* _Task requirements_
The full data, repeated exactly, is the only answer needed.

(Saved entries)
-----
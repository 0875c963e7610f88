//! Configuration loading and root folder resolution
//!
//! Bootstrap settings are resolved in priority order:
//! 1. Command-line argument (highest priority)
//! 2. Environment variable
//! 3. TOML config file
//! 4. OS-dependent compiled default (fallback)
//!
//! A missing or malformed TOML file never stops startup: it is logged and
//! the compiled defaults are used.

use crate::{Error, Result};
use serde::Deserialize;
use std::path::{Path, PathBuf};
use tracing::{info, warn};

/// Environment variable overriding the root folder
pub const ROOT_FOLDER_ENV: &str = "BBS_ROOT_FOLDER";

/// Environment variable overriding the config file location
pub const CONFIG_FILE_ENV: &str = "BBS_CONFIG";

/// Default storefront HTTP port
pub const DEFAULT_PORT: u16 = 5750;

/// Database file name inside the root folder
pub const DATABASE_FILE: &str = "bbs.db";

/// Bootstrap configuration loaded from TOML
#[derive(Debug, Clone, Deserialize, PartialEq)]
pub struct TomlConfig {
    /// Folder holding the storage database
    #[serde(default)]
    pub root_folder: Option<PathBuf>,

    /// HTTP server port
    #[serde(default = "default_port")]
    pub port: u16,

    /// JSON catalog replacing the built-in one
    #[serde(default)]
    pub catalog_path: Option<PathBuf>,

    #[serde(default)]
    pub logging: LoggingConfig,
}

impl Default for TomlConfig {
    fn default() -> Self {
        Self {
            root_folder: None,
            port: DEFAULT_PORT,
            catalog_path: None,
            logging: LoggingConfig::default(),
        }
    }
}

/// Logging configuration
#[derive(Debug, Clone, Deserialize, PartialEq)]
pub struct LoggingConfig {
    /// Log level (trace, debug, info, warn, error)
    #[serde(default = "default_log_level")]
    pub level: String,
}

impl Default for LoggingConfig {
    fn default() -> Self {
        Self {
            level: default_log_level(),
        }
    }
}

fn default_port() -> u16 {
    DEFAULT_PORT
}

fn default_log_level() -> String {
    "info".to_string()
}

impl TomlConfig {
    /// Parse a TOML config file
    pub fn from_file(path: &Path) -> Result<Self> {
        let text = std::fs::read_to_string(path)?;
        Self::from_toml_str(&text)
            .map_err(|e| Error::Config(format!("{}: {}", path.display(), e)))
    }

    pub fn from_toml_str(text: &str) -> std::result::Result<Self, toml::de::Error> {
        toml::from_str(text)
    }

    /// Load the config file if one exists, falling back to defaults
    ///
    /// Looks at `$BBS_CONFIG` first, then the platform config file. Nothing
    /// is logged here: the returned [`ConfigSource`] is reported with
    /// [`ConfigSource::log`] once the log subscriber, which depends on the
    /// configured level, is installed.
    pub fn load_or_default() -> (Self, ConfigSource) {
        let path = match std::env::var_os(CONFIG_FILE_ENV) {
            Some(path) => PathBuf::from(path),
            None => match default_config_file() {
                Some(path) => path,
                None => return (Self::default(), ConfigSource::Defaults),
            },
        };

        if !path.exists() {
            return (Self::default(), ConfigSource::Missing(path));
        }

        match Self::from_file(&path) {
            Ok(config) => (config, ConfigSource::Loaded(path)),
            Err(e) => (Self::default(), ConfigSource::Invalid(path, e)),
        }
    }
}

/// Where the active [`TomlConfig`] came from
#[derive(Debug)]
pub enum ConfigSource {
    /// No config location on this platform
    Defaults,
    /// No file at the expected path
    Missing(PathBuf),
    Loaded(PathBuf),
    /// File present but unreadable or malformed; defaults are in use
    Invalid(PathBuf, Error),
}

impl ConfigSource {
    pub fn log(&self) {
        match self {
            ConfigSource::Defaults => info!("No config directory, using defaults"),
            ConfigSource::Missing(path) => {
                info!("No config file at {}, using defaults", path.display())
            }
            ConfigSource::Loaded(path) => info!("Loaded config from {}", path.display()),
            ConfigSource::Invalid(_, e) => warn!("Ignoring config file: {}", e),
        }
    }
}

/// Platform config file: `<config dir>/bbs/config.toml`
pub fn default_config_file() -> Option<PathBuf> {
    dirs::config_dir().map(|d| d.join("bbs").join("config.toml"))
}

/// Resolves the root folder from CLI, environment, TOML and defaults
#[derive(Debug, Clone)]
pub struct RootFolderResolver {
    cli_arg: Option<PathBuf>,
    toml_value: Option<PathBuf>,
}

impl RootFolderResolver {
    pub fn new() -> Self {
        Self {
            cli_arg: None,
            toml_value: None,
        }
    }

    pub fn with_cli_arg(mut self, path: Option<PathBuf>) -> Self {
        self.cli_arg = path;
        self
    }

    pub fn with_toml(mut self, config: &TomlConfig) -> Self {
        self.toml_value = config.root_folder.clone();
        self
    }

    pub fn resolve(&self) -> PathBuf {
        // Priority 1: Command-line argument
        if let Some(path) = &self.cli_arg {
            return path.clone();
        }

        // Priority 2: Environment variable
        if let Some(path) = std::env::var_os(ROOT_FOLDER_ENV) {
            if !path.is_empty() {
                return PathBuf::from(path);
            }
        }

        // Priority 3: TOML config file
        if let Some(path) = &self.toml_value {
            return path.clone();
        }

        // Priority 4: OS-dependent compiled default
        default_root_folder()
    }
}

impl Default for RootFolderResolver {
    fn default() -> Self {
        Self::new()
    }
}

/// Creates the root folder and locates files inside it
#[derive(Debug, Clone)]
pub struct RootFolderInitializer {
    root_folder: PathBuf,
}

impl RootFolderInitializer {
    pub fn new(root_folder: PathBuf) -> Self {
        Self { root_folder }
    }

    pub fn root_folder(&self) -> &Path {
        &self.root_folder
    }

    pub fn ensure_directory_exists(&self) -> Result<()> {
        if !self.root_folder.exists() {
            std::fs::create_dir_all(&self.root_folder)?;
            info!("Created root folder: {}", self.root_folder.display());
        }
        Ok(())
    }

    pub fn database_path(&self) -> PathBuf {
        self.root_folder.join(DATABASE_FILE)
    }
}

/// Get OS-dependent default root folder path
pub fn default_root_folder() -> PathBuf {
    if cfg!(target_os = "linux") {
        // ~/.local/share/bbs
        dirs::data_local_dir()
            .map(|d| d.join("bbs"))
            .unwrap_or_else(|| PathBuf::from("/var/lib/bbs"))
    } else if cfg!(target_os = "macos") {
        // ~/Library/Application Support/bbs
        dirs::data_dir()
            .map(|d| d.join("bbs"))
            .unwrap_or_else(|| PathBuf::from("/Library/Application Support/bbs"))
    } else if cfg!(target_os = "windows") {
        // %LOCALAPPDATA%\bbs
        dirs::data_local_dir()
            .map(|d| d.join("bbs"))
            .unwrap_or_else(|| PathBuf::from("C:\\ProgramData\\bbs"))
    } else {
        PathBuf::from("./bbs_data")
    }
}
-----
* _Written solution_
repository 0875c963e7610f88
//! Configuration loading and root folder resolution
//!
//! Bootstrap settings are resolved in priority order:
//! 1. Command-line argument (highest priority)
//! 2. Environment variable
//! 3. TOML config file
//! 4. OS-dependent compiled default (fallback)
//!
//! A missing or malformed TOML file never stops startup: it is logged and
//! the compiled defaults are used.

use crate::{Error, Result};
use serde::Deserialize;
use std::path::{Path, PathBuf};
use tracing::{info, warn};

/// Environment variable overriding the root folder
pub const ROOT_FOLDER_ENV: &str = "BBS_ROOT_FOLDER";

/// Environment variable overriding the config file location
pub const CONFIG_FILE_ENV: &str = "BBS_CONFIG";

/// Default storefront HTTP port
pub const DEFAULT_PORT: u16 = 5750;

/// Database file name inside the root folder
pub const DATABASE_FILE: &str = "bbs.db";

/// Bootstrap configuration loaded from TOML
#[derive(Debug, Clone, Deserialize, PartialEq)]
pub struct TomlConfig {
    /// Folder holding the storage database
    #[serde(default)]
    pub root_folder: Option<PathBuf>,

    /// HTTP server port
    #[serde(default = "default_port")]
    pub port: u16,

    /// JSON catalog replacing the built-in one
    #[serde(default)]
    pub catalog_path: Option<PathBuf>,

    #[serde(default)]
    pub logging: LoggingConfig,
}

impl Default for TomlConfig {
    fn default() -> Self {
        Self {
            root_folder: None,
            port: DEFAULT_PORT,
            catalog_path: None,
            logging: LoggingConfig::default(),
        }
    }
}

/// Logging configuration
#[derive(Debug, Clone, Deserialize, PartialEq)]
pub struct LoggingConfig {
    /// Log level (trace, debug, info, warn, error)
    #[serde(default = "default_log_level")]
    pub level: String,
}

impl Default for LoggingConfig {
    fn default() -> Self {
        Self {
            level: default_log_level(),
        }
    }
}

fn default_port() -> u16 {
    DEFAULT_PORT
}

fn default_log_level() -> String {
    "info".to_string()
}

impl TomlConfig {
    /// Parse a TOML config file
    pub fn from_file(path: &Path) -> Result<Self> {
        let text = std::fs::read_to_string(path)?;
        Self::from_toml_str(&text)
            .map_err(|e| Error::Config(format!("{}: {}", path.display(), e)))
    }

    pub fn from_toml_str(text: &str) -> std::result::Result<Self, toml::de::Error> {
        toml::from_str(text)
    }

    /// Load the config file if one exists, falling back to defaults
    ///
    /// Looks at `$BBS_CONFIG` first, then the platform config file. Nothing
    /// is logged here: the returned [`ConfigSource`] is reported with
    /// [`ConfigSource::log`] once the log subscriber, which depends on the
    /// configured level, is installed.
    pub fn load_or_default() -> (Self, ConfigSource) {
        let path = match std::env::var_os(CONFIG_FILE_ENV) {
            Some(path) => PathBuf::from(path),
            None => match default_config_file() {
                Some(path) => path,
                None => return (Self::default(), ConfigSource::Defaults),
            },
        };

        if !path.exists() {
            return (Self::default(), ConfigSource::Missing(path));
        }

        match Self::from_file(&path) {
            Ok(config) => (config, ConfigSource::Loaded(path)),
            Err(e) => (Self::default(), ConfigSource::Invalid(path, e)),
        }
    }
}

/// Where the active [`TomlConfig`] came from
#[derive(Debug)]
pub enum ConfigSource {
    /// No config location on this platform
    Defaults,
    /// No file at the expected path
    Missing(PathBuf),
    Loaded(PathBuf),
    /// File present but unreadable or malformed; defaults are in use
    Invalid(PathBuf, Error),
}

impl ConfigSource {
    pub fn log(&self) {
        match self {
            ConfigSource::Defaults => info!("No config directory, using defaults"),
            ConfigSource::Missing(path) => {
                info!("No config file at {}, using defaults", path.display())
            }
            ConfigSource::Loaded(path) => info!("Loaded config from {}", path.display()),
            ConfigSource::Invalid(_, e) => warn!("Ignoring config file: {}", e),
        }
    }
}

/// Platform config file: `<config dir>/bbs/config.toml`
pub fn default_config_file() -> Option<PathBuf> {
    dirs::config_dir().map(|d| d.join("bbs").join("config.toml"))
}

/// Resolves the root folder from CLI, environment, TOML and defaults
#[derive(Debug, Clone)]
pub struct RootFolderResolver {
    cli_arg: Option<PathBuf>,
    toml_value: Option<PathBuf>,
}

impl RootFolderResolver {
    pub fn new() -> Self {
        Self {
            cli_arg: None,
            toml_value: None,
        }
    }

    pub fn with_cli_arg(mut self, path: Option<PathBuf>) -> Self {
        self.cli_arg = path;
        self
    }

    pub fn with_toml(mut self, config: &TomlConfig) -> Self {
        self.toml_value = config.root_folder.clone();
        self
    }

    pub fn resolve(&self) -> PathBuf {
        // Priority 1: Command-line argument
        if let Some(path) = &self.cli_arg {
            return path.clone();
        }

        // Priority 2: Environment variable
        if let Some(path) = std::env::var_os(ROOT_FOLDER_ENV) {
            if !path.is_empty() {
                return PathBuf::from(path);
            }
        }

        // Priority 3: TOML config file
        if let Some(path) = &self.toml_value {
            return path.clone();
        }

        // Priority 4: OS-dependent compiled default
        default_root_folder()
    }
}

impl Default for RootFolderResolver {
    fn default() -> Self {
        Self::new()
    }
}

/// Creates the root folder and locates files inside it
#[derive(Debug, Clone)]
pub struct RootFolderInitializer {
    root_folder: PathBuf,
}

impl RootFolderInitializer {
    pub fn new(root_folder: PathBuf) -> Self {
        Self { root_folder }
    }

    pub fn root_folder(&self) -> &Path {
        &self.root_folder
    }

    pub fn ensure_directory_exists(&self) -> Result<()> {
        if !self.root_folder.exists() {
            std::fs::create_dir_all(&self.root_folder)?;
            info!("Created root folder: {}", self.root_folder.display());
        }
        Ok(())
    }

    pub fn database_path(&self) -> PathBuf {
        self.root_folder.join(DATABASE_FILE)
    }
}

/// Get OS-dependent default root folder path
pub fn default_root_folder() -> PathBuf {
    if cfg!(target_os = "linux") {
        // ~/.local/share/bbs
        dirs::data_local_dir()
            .map(|d| d.join("bbs"))
            .unwrap_or_else(|| PathBuf::from("/var/lib/bbs"))
    } else if cfg!(target_os = "macos") {
        // ~/Library/Application Support/bbs
        dirs::data_dir()
            .map(|d| d.join("bbs"))
            .unwrap_or_else(|| PathBuf::from("/Library/Application Support/bbs"))
    } else if cfg!(target_os = "windows") {
        // %LOCALAPPDATA%\bbs
        dirs::data_local_dir()
            .map(|d| d.join("bbs"))
            .unwrap_or_else(|| PathBuf::from("C:\\ProgramData\\bbs"))
    } else {
        PathBuf::from("./bbs_data")
    }
}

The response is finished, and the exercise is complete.